Opinion
CASE NO. C19-1598 RSM
06-04-2020
ORDER GRANTING IN PART PLAINTIFFS' SUPPLEMENTAL MOTION FOR ATTORNEYS' FEES AND COSTS
I. INTRODUCTION AND BACKGROUND
This matter is before the Court on Plaintiffs' Supplemental Motion for Attorneys' Fees and Costs. Dkt. #26. The supplemental motion follows the Court's earlier order granting Plaintiffs' Motion for Remand and granting Plaintiffs fees and costs under 28 U.S.C. § 1447(c). Dkt. #25 (finding removal improper, remanding the action to state court, and finding an award of fees proper because Defendant lacked an objectively reasonable basis for seeking removal). Plaintiffs now seek $19,992.90 in fees and costs. Dkt. #26 at 1. Defendant objects, contending that the request "should be denied in full or significantly reduced." Dkt. #30 at 1. Having reviewed the briefing and evidence submitted in support, the Court grants Plaintiffs' motion in part.
II. DISCUSSION
A. Legal Standard
Pursuant to 28 U.S.C. § 1447(c), district courts may award payment of "just costs and any actual expenses, including attorney fees, incurred as a result of the removal." District courts have broad discretion to determine the reasonableness of fees. Gates v. Deukmejian, 987 F.2d 1392, 1398 (9th Cir. 1992). To determine a reasonable fee, courts start with the "lodestar amount," which is calculated by multiplying the number of hours reasonably expended by a reasonable hourly rate. Camacho v. Bridgeport Fin., Inc., 523 F.3d 973, 978 (9th Cir. 2008). The lodestar figure is presumptively a reasonable fee award. Id. at 977. The court may then adjust the lodestar figure up or down based upon the factors listed in Kerr v. Screen Extras Guild, Inc., 526 F.2d 67, 70 (9th Cir. 1975). The court need not consider the Kerr factors, however, unless necessary to support the reasonableness of the fee award. Cairns v. Franklin Mint Co., 292 F.3d 1139, 1158 (9th Cir. 2002).

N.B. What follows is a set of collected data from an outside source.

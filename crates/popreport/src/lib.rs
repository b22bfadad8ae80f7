pub mod config;
mod parser;
pub mod pdf;
pub mod pipeline;
pub mod report;
pub mod scraper;
pub mod store;
pub mod table;
pub mod types;

pub use parser::{ParseError, parse_latest_news, parse_market_banner, parse_pdf_links};
pub use pipeline::{Pipeline, PipelineError};
pub use scraper::{DownloadOutcome, ScraperError, WebScraper};

pub const DEFAULT_INDEX_URL: &str = "https://repository.gheli.harvard.edu/repository/11620/";
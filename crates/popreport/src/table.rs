//! Row-level transforms turning raw page grids into a clean population dataset.

use std::collections::{BTreeMap, HashSet};

use crate::types::PopulationRecord;

/// Number of leading grid columns kept per row.
pub const RECORD_COLUMNS: usize = 6;

/// Aggregate labels of the data sheet that are not countries.
pub const AGGREGATE_LABELS: [&str; 9] = [
    "WORLD",
    "More Developed",
    "Less Developed",
    "Least Developed",
    "High Income",
    "Middle Income",
    "Upper-Middle Income",
    "Lower-Middle Income",
    "Low Income",
];

/// A grid row truncated to [`RECORD_COLUMNS`] cells, `None` for empty cells.
pub type RawRow = [Option<String>; RECORD_COLUMNS];

/// Drops the first `skip_rows` rows, truncates to the record columns and nulls blank cells.
///
/// Non-blank cells are kept exactly as extracted.
pub fn normalize_rows(grid: Vec<Vec<String>>, skip_rows: usize) -> Vec<RawRow> {
    grid.into_iter()
        .skip(skip_rows)
        .map(|row| {
            let mut cells = row.into_iter();
            std::array::from_fn(|_| {
                cells.next().filter(|c| !c.trim().is_empty())
            })
        })
        .collect()
}

/// Fills a missing Country with the last Country seen above it.
pub fn forward_fill(rows: &mut [RawRow]) {
    let mut last: Option<String> = None;
    for row in rows.iter_mut() {
        match &row[0] {
            Some(country) => last = Some(country.clone()),
            None => row[0] = last.clone(),
        }
    }
}

/// One record per Country, taking for each field the first non-null value of its rows.
///
/// Rows without a Country are dropped; records come out in ascending Country order.
pub fn group_by_first(rows: Vec<RawRow>) -> Vec<PopulationRecord> {
    let mut groups: BTreeMap<String, [Option<String>; RECORD_COLUMNS - 1]> = BTreeMap::new();

    for row in rows {
        let [country, values @ ..] = row;
        let Some(country) = country else {
            continue;
        };
        let slot = groups.entry(country).or_default();
        for (field, value) in slot.iter_mut().zip(values) {
            if field.is_none() {
                *field = value;
            }
        }
    }

    groups
        .into_iter()
        .map(|(country, values)| PopulationRecord::from_cells(country, values))
        .collect()
}

/// Runs the per-page reshaping: normalize, forward-fill, then group-reduce.
pub fn page_records(grid: Vec<Vec<String>>, skip_rows: usize) -> Vec<PopulationRecord> {
    let mut rows = normalize_rows(grid, skip_rows);
    forward_fill(&mut rows);
    group_by_first(rows)
}

/// Keeps the first record of every Country, preserving order.
pub fn dedup_by_country(records: Vec<PopulationRecord>) -> Vec<PopulationRecord> {
    let mut seen = HashSet::new();
    records
        .into_iter()
        .filter(|r| seen.insert(r.country.clone()))
        .collect()
}

/// True when the label has at least one cased letter and no lowercase ones.
pub fn is_all_uppercase(label: &str) -> bool {
    label.chars().any(char::is_uppercase) && !label.chars().any(char::is_lowercase)
}

/// Whether a Country value names an aggregate or a section header rather than a country.
///
/// The uppercase check also drops real countries the report prints in capitals.
pub fn is_aggregate(country: &str) -> bool {
    AGGREGATE_LABELS.contains(&country) || is_all_uppercase(country)
}

/// Drops aggregate rows and sorts by Country.
pub fn clean(mut records: Vec<PopulationRecord>) -> Vec<PopulationRecord> {
    records.retain(|r| !is_aggregate(&r.country));
    records.sort_by(|a, b| a.country.cmp(&b.country));
    records
}
use serde::{Deserialize, Serialize};

/// Column headers of the population table, in record order.
pub const POPULATION_COLUMNS: [&str; 6] = [
    "Country",
    "Population (millions) mid-2023",
    "Births per 1,000 Population",
    "Deaths per 1,000 Population",
    "Rate of Natural Increase (%)",
    "Net Migration Rate",
];

/// One country row of the population data sheet.
///
/// Values stay as the text found in the report; an empty cell is `None`.
#[derive(Debug, Clone, PartialEq, Eq, Serialize, Deserialize)]
pub struct PopulationRecord {
    #[serde(rename = "Country")]
    pub country: String,
    #[serde(rename = "Population (millions) mid-2023")]
    pub population: Option<String>,
    #[serde(rename = "Births per 1,000 Population")]
    pub birth_rate: Option<String>,
    #[serde(rename = "Deaths per 1,000 Population")]
    pub death_rate: Option<String>,
    #[serde(rename = "Rate of Natural Increase (%)")]
    pub natural_increase: Option<String>,
    #[serde(rename = "Net Migration Rate")]
    pub net_migration: Option<String>,
}

impl PopulationRecord {
    /// Builds a record from a Country and the five remaining cells in column order.
    pub fn from_cells(country: String, values: [Option<String>; 5]) -> Self {
        let [population, birth_rate, death_rate, natural_increase, net_migration] = values;
        Self {
            country,
            population,
            birth_rate,
            death_rate,
            natural_increase,
            net_migration,
        }
    }
}

#[derive(Debug, Clone, PartialEq, Eq, Serialize, Deserialize)]
pub struct NewsItem {
    pub timestamp: String,
    pub title: String,
    pub link: String,
}

#[derive(Debug, Clone, PartialEq, Serialize, Deserialize)]
pub struct MarketCard {
    pub symbol: String,
    pub stock_position: f64,
    pub change_pts: f64,
}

Numerous courts have subsequently held that the bulk of these factors are subsumed in the lodestar calculation. See, e.g., Blum v. Stenson, 465 U.S. 886, 898-900 (1984).
B. Reasonable Hourly Rate
In the Ninth Circuit, "the determination of a reasonable hourly rate 'is not made by reference to the rates actually charged the prevailing party.'" Welch v. Metro. Life Ins. Co., 480 F.3d 942, 946 (9th Cir. 2007) (quoting Mendenhall v. Nat'l Transp. Safety Bd., 213 F.3d 464, 471 (9th Cir. 2000)). "Rather, billing rates should be established by reference to the fees that private attorneys of an ability and reputation comparable to that of prevailing counsel charge their paying clients for legal work of similar complexity." Id. (internal quotation marks and citation omitted). "Affidavits of the plaintiffs' attorney and other attorneys regarding prevailing fees in the community, and rate determinations in other cases, particularly those setting a rate for the plaintiffs' attorney, are satisfactory evidence of the prevailing market rate." United Steelworkers of Am. v. Phelps Dodge Corp., 896 F.2d 403, 407 (9th Cir. 1990).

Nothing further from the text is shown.